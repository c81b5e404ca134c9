//! The `Format` trait
//!
//! A format names one textual representation of a document tree and knows how
//! to read it, write it, or both. The registry dispatches on the format name;
//! everything else about a format is its own business.

use crate::error::FormatError;
use crate::ir::nodes::Document;
use std::collections::HashMap;

/// A named document representation.
///
/// Only `name` is mandatory. A format advertises what it can do through
/// `supports_parsing`/`supports_serialization` and overrides the matching
/// method; the defaults refuse with [`FormatError::NotSupported`].
///
/// ```ignore
/// struct Outline;
///
/// impl Format for Outline {
///     fn name(&self) -> &str {
///         "outline"
///     }
///
///     fn supports_serialization(&self) -> bool {
///         true
///     }
///
///     fn serialize(&self, doc: &Document) -> Result<String, FormatError> {
///         Ok(format!("{} top-level nodes", doc.children.len()))
///     }
/// }
/// ```
pub trait Format: Send + Sync {
    /// Registry key, e.g. "telegram" or "tree-json".
    fn name(&self) -> &str;

    fn description(&self) -> &str {
        ""
    }

    /// Extensions without the leading dot. Used to guess `--from`.
    fn file_extensions(&self) -> &[&str] {
        &[]
    }

    fn supports_parsing(&self) -> bool {
        false
    }

    fn supports_serialization(&self) -> bool {
        false
    }

    fn parse(&self, _source: &str) -> Result<Document, FormatError> {
        Err(FormatError::NotSupported(format!(
            "Format '{}' does not support parsing",
            self.name()
        )))
    }

    fn serialize(&self, _doc: &Document) -> Result<String, FormatError> {
        Err(FormatError::NotSupported(format!(
            "Format '{}' does not support serialization",
            self.name()
        )))
    }

    /// Serialize with per-call options (the CLI's `--extra-*` values).
    ///
    /// Formats without options keep this default, which accepts an empty map
    /// only.
    fn serialize_with_options(
        &self,
        doc: &Document,
        options: &HashMap<String, String>,
    ) -> Result<String, FormatError> {
        if options.is_empty() {
            self.serialize(doc)
        } else {
            Err(FormatError::NotSupported(format!(
                "Format '{}' does not support extra parameters",
                self.name()
            )))
        }
    }
}
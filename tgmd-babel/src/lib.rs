//! Document tree to Telegram MarkdownV2 export
//!
//!     This crate turns an already parsed, org-like document tree into the Markdown dialect
//!     accepted by the Telegram Bot API (`parse_mode=MarkdownV2`).
//!
//!     TLDR: For format authors:
//!         - Babel never parses markup itself. Input trees arrive as JSON (see formats/tree_json)
//!         - Translation is per node, bottom-up: a rule only sees its node and the rendered children.
//!         - Every piece of plain text is escaped exactly once. Escaping is not idempotent.
//!         - Collaborators (link resolution, code formatting, source access) are traits in ./common.
//!
//! Architecture
//!
//!     The document tree lives in ./ir/nodes.rs. Formats read it from or write it to a string.
//!     The Telegram exporter is split into escaping (escape.rs), the fragment type that tracks
//!     what has been escaped (fragment.rs), the per-node rules (rules.rs) and the tree walk
//!     (serializer.rs).
//!
//!     This is a pure lib, that is, it powers tgmd-cli but is shell agnostic: no code
//!     should be written that supposes a shell environment, be it std print, env vars etc.
//!
//!     The file structure :
//!     .
//!     ├── error.rs
//!     ├── format.rs               # Format trait definition
//!     ├── registry.rs             # FormatRegistry for discovery and selection
//!     ├── publish.rs              # One call export, to memory or to a file
//!     ├── formats
//!     │   ├── telegram            # MarkdownV2 export
//!     │   └── tree_json           # JSON document trees
//!     ├── lib.rs
//!     ├── ir                      # Document tree
//!     ├── common                  # Collaborators: links, code formatting, source access
//!
//! Testing
//!     tests
//!     ├── lib.rs
//!     ├── escape.rs
//!     └── telegram
//!         ├── <testname>.rs
//!         └── fixtures
//!
//!     Note that rust does not by default discover tests in subdirectories, so we need to include these
//!     in the mod.
//!
//! Lossy Conversions
//!
//!     MarkdownV2 is much poorer than the source trees: italic and underline collapse into one
//!     marker, headings deeper than six levels are flattened, tables lose their structure and
//!     code block languages are dropped. Nothing here tries to round trip.
//!
pub mod error;
pub mod format;
pub mod formats;
pub mod publish;
pub mod registry;

pub mod common;
pub mod ir;

pub use error::FormatError;
pub use format::Format;
pub use formats::telegram::{serialize_to_telegram, Exporter, TelegramFormat, TelegramOptions};
pub use formats::tree_json::TreeJsonFormat;
pub use ir::nodes::{Document, Node};
pub use publish::{publish, publish_with, PublishArtifact, PublishResult, PublishSpec};
pub use registry::FormatRegistry;
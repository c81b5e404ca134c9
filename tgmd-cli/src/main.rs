// Command-line interface for tgmd
//
// This binary converts document trees into Telegram MarkdownV2.
//
// The tree itself is produced by an external parser and handed over as JSON (the tree-json format).
// The core capabilities use the tgmd-babel crate; this binary only deals with arguments, configuration
// and where the output goes.
//
// Converting:
//
// The conversion needs a to and from pair. The from can be auto-detected from the file extension, while being overwrittable by an explicit --from flag.
// Usage:
//  tgmd <input> --to <format> [--from <format>] [--output <file>]          - Convert (default)
//  tgmd convert <input> --to <format> [--from <format>] [--output <file>]  - Same as above (explicit)
//  tgmd --list-formats                                                     - List available formats
//
// Extra Parameters:
//
// Format-specific parameters can be passed using --extra-<parameter-name> <value>.
// The CLI layer strips the "extra-" prefix. Keys that map onto configuration are applied there,
// the rest are passed to the target format.
// Example:
//  tgmd tree.json --to telegram --extra-escape false

use clap::{Arg, ArgAction, Command, ValueHint};
use std::collections::HashMap;
use std::fs;
use tgmd_babel::{publish_with, FormatRegistry, PublishArtifact, PublishSpec};
use tgmd_config::{Loader, TgmdConfig};
use tracing_subscriber::EnvFilter;

const CONFIG_FILE_NAME: &str = "tgmd.toml";

/// Parse extra-* arguments from command line args
/// Returns (cleaned_args_without_extras, extra_params_map)
///
/// Supports both:
/// - `--extra-<key> <value>` (explicit value)
/// - `--extra-<key>` (boolean flag, defaults to "true")
/// - `--extras-<key>` (alias for `--extra-<key>`)
fn parse_extra_args(args: &[String]) -> (Vec<String>, HashMap<String, String>) {
    let mut cleaned_args = Vec::new();
    let mut extra_params = HashMap::new();
    let mut i = 0;

    while i < args.len() {
        let arg = &args[i];

        let key_opt = if let Some(key) = arg.strip_prefix("--extra-") {
            Some(key)
        } else {
            arg.strip_prefix("--extras-")
        };

        if let Some(key) = key_opt {
            // Next arg is a value unless it is another flag or missing
            let has_value = args.get(i + 1).is_some_and(|next| !next.starts_with('-'));

            if has_value {
                extra_params.insert(key.to_string(), args[i + 1].clone());
                i += 2;
            } else {
                extra_params.insert(key.to_string(), "true".to_string());
                i += 1;
            }
            continue;
        }

        cleaned_args.push(arg.clone());
        i += 1;
    }

    (cleaned_args, extra_params)
}

fn build_cli() -> Command {
    Command::new("tgmd")
        .version(env!("CARGO_PKG_VERSION"))
        .about("Convert document trees to Telegram MarkdownV2")
        .long_about(
            "tgmd converts parsed document trees into the Markdown flavour accepted by\n\
            the Telegram Bot API (parse_mode=MarkdownV2).\n\n\
            Extra Parameters:\n  \
            Use --extra-<name> [value] to pass format-specific options.\n  \
            Boolean flags can omit the value (defaults to 'true').\n\n\
            Examples:\n  \
            tgmd tree.json --to telegram                   # Convert (outputs to stdout)\n  \
            tgmd tree.json --to telegram -o message.md     # Write to a file\n  \
            tgmd tree.json --to telegram --extra-escape false",
        )
        .arg_required_else_help(true)
        .subcommand_required(false)
        .arg(
            Arg::new("list-formats")
                .long("list-formats")
                .help("List available formats")
                .action(ArgAction::SetTrue)
                .global(true),
        )
        .arg(
            Arg::new("config")
                .long("config")
                .value_name("PATH")
                .help("Path to a tgmd.toml configuration file")
                .value_hint(ValueHint::FilePath)
                .global(true),
        )
        .arg(
            Arg::new("verbose")
                .long("verbose")
                .short('v')
                .help("Log progress to stderr")
                .action(ArgAction::SetTrue)
                .global(true),
        )
        .subcommand(
            Command::new("convert")
                .about("Convert a document tree (default command)")
                .long_about(
                    "Convert a document tree to another format.\n\n\
                    Supported formats:\n  \
                    - tree-json: Document tree as JSON (.json), input and output\n  \
                    - telegram:  Telegram MarkdownV2, output only\n\n\
                    The source format is auto-detected from the file extension.\n\
                    Output goes to stdout by default, or use -o to specify a file.\n\n\
                    Examples:\n  \
                    tgmd convert tree.json --to telegram          # MarkdownV2 (stdout)\n  \
                    tgmd tree.json --to telegram -o message.md    # 'convert' is optional",
                )
                .arg(
                    Arg::new("input")
                        .help("Input file path")
                        .required(true)
                        .index(1)
                        .value_hint(ValueHint::FilePath),
                )
                .arg(
                    Arg::new("from")
                        .long("from")
                        .help("Source format (auto-detected from file extension if not specified)")
                        .value_hint(ValueHint::Other),
                )
                .arg(
                    Arg::new("to")
                        .long("to")
                        .help("Target format (required)")
                        .long_help(
                            "Target format to convert to.\n\n\
                            Available formats: telegram, tree-json\n\
                            Use the format name, not the file extension.",
                        )
                        .required(true)
                        .value_hint(ValueHint::Other),
                )
                .arg(
                    Arg::new("output")
                        .long("output")
                        .short('o')
                        .help("Output file path (defaults to stdout)")
                        .value_hint(ValueHint::FilePath),
                ),
        )
}

fn main() {
    // Try to parse args. If no subcommand is provided, inject "convert"
    let args: Vec<String> = std::env::args().collect();

    let (cleaned_args, mut extra_params) = parse_extra_args(&args);

    let cli = build_cli();
    let matches = match cli.clone().try_get_matches_from(&cleaned_args) {
        Ok(m) => m,
        Err(e) => {
            // A first arg that looks like a file means the subcommand was left out
            if cleaned_args.len() > 1
                && !cleaned_args[1].starts_with('-')
                && cleaned_args[1] != "convert"
                && cleaned_args[1] != "help"
            {
                let mut new_args = vec![cleaned_args[0].clone(), "convert".to_string()];
                new_args.extend_from_slice(&cleaned_args[1..]);

                match cli.try_get_matches_from(&new_args) {
                    Ok(m) => m,
                    Err(e2) => e2.exit(),
                }
            } else {
                e.exit();
            }
        }
    };

    init_tracing(matches.get_flag("verbose"));

    let mut config = load_cli_config(matches.get_one::<String>("config").map(|s| s.as_str()));
    apply_config_overrides(&mut config, &mut extra_params);
    let registry = build_registry(&config);

    if matches.get_flag("list-formats") {
        handle_list_formats_command(&registry);
        return;
    }

    match matches.subcommand() {
        Some(("convert", sub_matches)) => {
            let Some(input) = sub_matches.get_one::<String>("input") else {
                eprintln!("Error: an input file is required");
                std::process::exit(1);
            };
            let Some(to) = sub_matches.get_one::<String>("to") else {
                eprintln!("Error: --to is required");
                std::process::exit(1);
            };

            // Auto-detect --from if not provided
            let from = match sub_matches.get_one::<String>("from") {
                Some(f) => f.to_string(),
                None => match registry.detect_format_from_filename(input) {
                    Some(detected) => detected,
                    None => {
                        eprintln!("Error: Could not detect format from filename '{input}'");
                        eprintln!("Please specify --from explicitly");
                        std::process::exit(1);
                    }
                },
            };

            let output = sub_matches.get_one::<String>("output").map(|s| s.as_str());
            handle_convert_command(&registry, input, &from, to, output, &extra_params);
        }
        _ => {
            eprintln!("Unknown subcommand. Use --help for usage information.");
            std::process::exit(1);
        }
    }
}

/// --verbose enables INFO level, otherwise RUST_LOG decides
fn init_tracing(verbose: bool) {
    let filter = if verbose {
        EnvFilter::new("info")
    } else {
        EnvFilter::from_default_env()
    };
    tracing_subscriber::fmt()
        .with_env_filter(filter)
        .with_writer(std::io::stderr)
        .init();
}

/// Handle the convert command
fn handle_convert_command(
    registry: &FormatRegistry,
    input: &str,
    from: &str,
    to: &str,
    output: Option<&str>,
    extra_params: &HashMap<String, String>,
) {
    // Validate formats exist
    for name in [from, to] {
        if let Err(e) = registry.get(name) {
            eprintln!("Error: {e}");
            std::process::exit(1);
        }
    }

    let source = fs::read_to_string(input).unwrap_or_else(|e| {
        eprintln!("Error reading file '{input}': {e}");
        std::process::exit(1);
    });

    let doc = registry.parse(&source, from).unwrap_or_else(|e| {
        eprintln!("Parse error: {e}");
        std::process::exit(1);
    });
    tracing::info!(input, from, to, "Parsed input");

    let mut spec = PublishSpec::new(&doc, to);
    if let Some(path) = output {
        spec = spec.with_output_path(path);
    }
    for (key, value) in extra_params {
        spec = spec.with_option(key.clone(), value.clone());
    }

    match publish_with(registry, spec) {
        Ok(result) => match result.artifact {
            PublishArtifact::InMemory(text) => print!("{text}"),
            PublishArtifact::File(_) => {}
        },
        Err(e) => {
            eprintln!("Error: {e}");
            std::process::exit(1);
        }
    }
}

/// Handle the list-formats command
fn handle_list_formats_command(registry: &FormatRegistry) {
    println!("Available formats:\n");
    for format_name in registry.list_formats() {
        let Ok(format) = registry.get(&format_name) else {
            continue;
        };
        let direction = match (format.supports_parsing(), format.supports_serialization()) {
            (true, true) => "in/out",
            (true, false) => "in",
            (false, true) => "out",
            (false, false) => "-",
        };
        println!(
            "  {format_name:<10} {direction:<7} {}",
            format.description()
        );
    }
}

fn load_cli_config(explicit_path: Option<&str>) -> TgmdConfig {
    let loader = Loader::new().with_optional_file(CONFIG_FILE_NAME);
    let loader = if let Some(path) = explicit_path {
        loader.with_file(path)
    } else {
        loader
    };

    loader.build().unwrap_or_else(|err| {
        eprintln!("Failed to load configuration: {err}");
        std::process::exit(1);
    })
}

/// Registry whose telegram format carries the loaded configuration.
fn build_registry(config: &TgmdConfig) -> FormatRegistry {
    let mut registry = FormatRegistry::with_defaults();
    registry.register(config.telegram_format());
    registry
}

/// Fold configuration-backed extras into the config. Unknown keys stay in the
/// map and are handed to the target format.
fn apply_config_overrides(config: &mut TgmdConfig, extra_params: &mut HashMap<String, String>) {
    if let Some(raw) = extra_params.remove("escape") {
        config.export.escape = parse_bool_arg("escape", &raw);
    }
    if let Some(raw) = take_override(extra_params, &["preserve-indentation", "preserve-indent"]) {
        config.code.preserve_indentation = parse_bool_arg("preserve-indentation", &raw);
    }
}

fn take_override(map: &mut HashMap<String, String>, keys: &[&str]) -> Option<String> {
    for key in keys {
        if let Some(value) = map.remove(*key) {
            return Some(value);
        }
    }
    None
}

fn parse_bool_arg(flag: &str, raw: &str) -> bool {
    match raw.to_lowercase().as_str() {
        "true" | "1" | "yes" | "y" => true,
        "false" | "0" | "no" | "n" => false,
        other => {
            eprintln!("Invalid boolean value '{other}' for --extra-{flag}");
            std::process::exit(1);
        }
    }
}
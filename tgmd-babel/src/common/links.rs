//! Link target resolution.
//!
//! Network links (`https:`, `mailto:`, ...) carry their target in the link
//! itself. Everything else (local files, internal cross references) has to be
//! turned into a concrete target by a [`LinkResolver`]. When a resolver has
//! no answer the exporter uses the raw path as written in the source.

use crate::ir::nodes::Link;
use std::collections::HashMap;
use std::path::Path;
use url::Url;

/// Link type tag used for local files.
pub const FILE_LINK_TYPE: &str = "file";

/// Link types whose target is `type:path` with no resolution needed.
pub const DEFAULT_NETWORK_SCHEMES: &[&str] = &["http", "https", "ftp", "mailto", "irc"];

/// Resolves non-network links to a concrete target.
///
/// Returning `None` means "unresolved"; the caller then falls back to the raw
/// path.
pub trait LinkResolver: Send + Sync {
    fn resolve(&self, link: &Link) -> Option<String>;
}

/// Resolver that never resolves anything.
#[derive(Debug, Clone, Copy, Default)]
pub struct NoResolver;

impl LinkResolver for NoResolver {
    fn resolve(&self, _link: &Link) -> Option<String> {
        None
    }
}

/// Resolves file links to URIs and internal references through a target table.
///
/// Target keys are either `type:path` (e.g. `custom-id:intro`) or the bare
/// path; the typed key wins when both are present.
#[derive(Debug, Clone, Default)]
pub struct StandardResolver {
    targets: HashMap<String, String>,
}

impl StandardResolver {
    pub fn new() -> Self {
        Self::default()
    }

    /// Register a target for an internal reference.
    pub fn with_target(mut self, key: impl Into<String>, target: impl Into<String>) -> Self {
        self.targets.insert(key.into(), target.into());
        self
    }

    pub fn with_targets<I, K, V>(mut self, targets: I) -> Self
    where
        I: IntoIterator<Item = (K, V)>,
        K: Into<String>,
        V: Into<String>,
    {
        self.targets
            .extend(targets.into_iter().map(|(k, v)| (k.into(), v.into())));
        self
    }

    fn lookup(&self, link: &Link) -> Option<String> {
        let typed_key = format!("{}:{}", link.link_type, link.path);
        self.targets
            .get(&typed_key)
            .or_else(|| self.targets.get(&link.path))
            .cloned()
    }
}

impl LinkResolver for StandardResolver {
    fn resolve(&self, link: &Link) -> Option<String> {
        if let Some(target) = self.lookup(link) {
            return Some(target);
        }
        if link.link_type == FILE_LINK_TYPE {
            return Some(file_uri(&link.path));
        }
        None
    }
}

/// URI for a local file link.
///
/// Absolute paths become `file://` URIs; relative paths are kept as written
/// so they stay relative to wherever the output ends up.
pub fn file_uri(path: &str) -> String {
    let fs_path = Path::new(path);
    if fs_path.is_absolute() {
        if let Ok(url) = Url::from_file_path(fs_path) {
            return url.to_string();
        }
    }
    path.to_string()
}
//! Intermediate Representation (IR) for exported documents.
//!
//! This module defines the format-agnostic tree the exporter walks. The tree
//! is produced outside this crate (by a markup parser) and reaches us either
//! in memory or through the `tree-json` format.

pub mod nodes;
//! Core data structures for the Intermediate Representation (IR).
//!
//! Nodes are built by an external parser (or read back from `tree-json`) and
//! consumed once by the exporter. All node types serialize with an internal
//! `"type"` tag so that a tree can be handed over as plain JSON.

use serde::{Deserialize, Serialize};

/// The root of a document.
#[derive(Debug, Clone, Default, PartialEq, Serialize, Deserialize)]
pub struct Document {
    /// Original markup source. Tables refer into it by byte offsets.
    #[serde(default, skip_serializing_if = "Option::is_none")]
    pub source: Option<String>,
    #[serde(default)]
    pub children: Vec<Node>,
}

impl Document {
    pub fn new(children: Vec<Node>) -> Self {
        Document {
            source: None,
            children,
        }
    }

    /// Attach the markup source the tree was parsed from.
    pub fn with_source(mut self, source: impl Into<String>) -> Self {
        self.source = Some(source.into());
        self
    }
}

/// A semantic document node.
#[derive(Debug, Clone, PartialEq, Serialize, Deserialize)]
#[serde(tag = "type", rename_all = "kebab-case")]
pub enum Node {
    /// Plain text leaf.
    Text { value: String },
    LineBreak,
    /// Transparent grouping container (e.g. the body of a heading).
    Section {
        #[serde(default)]
        children: Vec<Node>,
    },
    Paragraph {
        #[serde(default)]
        children: Vec<Node>,
    },
    Bold {
        #[serde(default)]
        children: Vec<Node>,
    },
    Italic {
        #[serde(default)]
        children: Vec<Node>,
    },
    Underline {
        #[serde(default)]
        children: Vec<Node>,
    },
    StrikeThrough {
        #[serde(default)]
        children: Vec<Node>,
    },
    /// Inline code. Only the literal value is exported.
    Code {
        #[serde(default)]
        value: Option<String>,
    },
    Verbatim {
        #[serde(default)]
        value: Option<String>,
    },
    SrcBlock(CodeBlock),
    ExampleBlock(CodeBlock),
    Table(Table),
    TableRow {
        #[serde(default)]
        children: Vec<Node>,
    },
    TableCell {
        #[serde(default)]
        children: Vec<Node>,
    },
    Link(Link),
    Heading(Heading),
}

impl Node {
    /// Shorthand for a plain text leaf.
    pub fn text(value: impl Into<String>) -> Self {
        Node::Text {
            value: value.into(),
        }
    }

    /// Child nodes rendered before this node's own rule runs.
    ///
    /// Heading titles are not included; see [`Heading::title`].
    pub fn children(&self) -> &[Node] {
        match self {
            Node::Section { children }
            | Node::Paragraph { children }
            | Node::Bold { children }
            | Node::Italic { children }
            | Node::Underline { children }
            | Node::StrikeThrough { children }
            | Node::TableRow { children }
            | Node::TableCell { children } => children.as_slice(),
            Node::Table(table) => table.children.as_slice(),
            Node::Link(link) => link.description.as_slice(),
            Node::Heading(heading) => heading.children.as_slice(),
            Node::Text { .. }
            | Node::LineBreak
            | Node::Code { .. }
            | Node::Verbatim { .. }
            | Node::SrcBlock(_)
            | Node::ExampleBlock(_) => &[],
        }
    }

    /// Short kind name, used in logs.
    pub fn kind(&self) -> &'static str {
        match self {
            Node::Text { .. } => "text",
            Node::LineBreak => "line-break",
            Node::Section { .. } => "section",
            Node::Paragraph { .. } => "paragraph",
            Node::Bold { .. } => "bold",
            Node::Italic { .. } => "italic",
            Node::Underline { .. } => "underline",
            Node::StrikeThrough { .. } => "strike-through",
            Node::Code { .. } => "code",
            Node::Verbatim { .. } => "verbatim",
            Node::SrcBlock(_) => "src-block",
            Node::ExampleBlock(_) => "example-block",
            Node::Table(_) => "table",
            Node::TableRow { .. } => "table-row",
            Node::TableCell { .. } => "table-cell",
            Node::Link(_) => "link",
            Node::Heading(_) => "heading",
        }
    }
}

/// A source or example block.
#[derive(Debug, Clone, Default, PartialEq, Serialize, Deserialize)]
pub struct CodeBlock {
    #[serde(default)]
    pub value: Option<String>,
    /// Language tag. Carried for formatters; never emitted.
    #[serde(default, skip_serializing_if = "Option::is_none")]
    pub language: Option<String>,
    /// First line number when the block asks for numbered lines.
    #[serde(default, skip_serializing_if = "Option::is_none")]
    pub number_lines: Option<usize>,
    #[serde(default)]
    pub preserve_indent: bool,
}

impl CodeBlock {
    pub fn new(value: impl Into<String>) -> Self {
        CodeBlock {
            value: Some(value.into()),
            ..Default::default()
        }
    }
}

/// A table. Its textual layout is taken from the source, not from the rows.
#[derive(Debug, Clone, Default, PartialEq, Serialize, Deserialize)]
pub struct Table {
    /// Byte offset of the first table character in [`Document::source`].
    #[serde(default, skip_serializing_if = "Option::is_none")]
    pub begin: Option<usize>,
    /// Byte offset one past the last table character.
    #[serde(default, skip_serializing_if = "Option::is_none")]
    pub end: Option<usize>,
    /// Raw table text, used when no source range is available.
    #[serde(default, skip_serializing_if = "Option::is_none")]
    pub raw: Option<String>,
    #[serde(default)]
    pub children: Vec<Node>,
}

impl Table {
    /// The recorded source range, if both ends are present.
    pub fn range(&self) -> Option<(usize, usize)> {
        Some((self.begin?, self.end?))
    }
}

/// A link with its type tag (`https`, `file`, `custom-id`, ...) and raw path.
#[derive(Debug, Clone, PartialEq, Serialize, Deserialize)]
pub struct Link {
    #[serde(rename = "link-type")]
    pub link_type: String,
    pub path: String,
    #[serde(default)]
    pub description: Vec<Node>,
}

impl Link {
    pub fn new(link_type: impl Into<String>, path: impl Into<String>) -> Self {
        Link {
            link_type: link_type.into(),
            path: path.into(),
            description: Vec::new(),
        }
    }

    pub fn with_description(mut self, description: Vec<Node>) -> Self {
        self.description = description;
        self
    }
}

/// A heading. `level` is kept signed so malformed input can be clamped.
#[derive(Debug, Clone, PartialEq, Serialize, Deserialize)]
pub struct Heading {
    pub level: i64,
    #[serde(default)]
    pub title: Vec<Node>,
    #[serde(default)]
    pub children: Vec<Node>,
}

-*-*-

◆ What the exercise asks ◆
Within the listing above, give again exactly every line from the line with "kept as written" through the line with "of a document.", both included, and no other line.

◆ Your response ◆
/// Absolute paths become `file://` URIs; relative paths are kept as written
/// so they stay relative to wherever the output ends up.
pub fn file_uri(path: &str) -> String {
    let fs_path = Path::new(path);
    if fs_path.is_absolute() {
        if let Ok(url) = Url::from_file_path(fs_path) {
            return url.to_string();
        }
    }
    path.to_string()
}
//! Intermediate Representation (IR) for exported documents.
//!
//! This module defines the format-agnostic tree the exporter walks. The tree
//! is produced outside this crate (by a markup parser) and reaches us either
//! in memory or through the `tree-json` format.

pub mod nodes;
//! Core data structures for the Intermediate Representation (IR).
//!
//! Nodes are built by an external parser (or read back from `tree-json`) and
//! consumed once by the exporter. All node types serialize with an internal
//! `"type"` tag so that a tree can be handed over as plain JSON.

use serde::{Deserialize, Serialize};

/// The root of a document.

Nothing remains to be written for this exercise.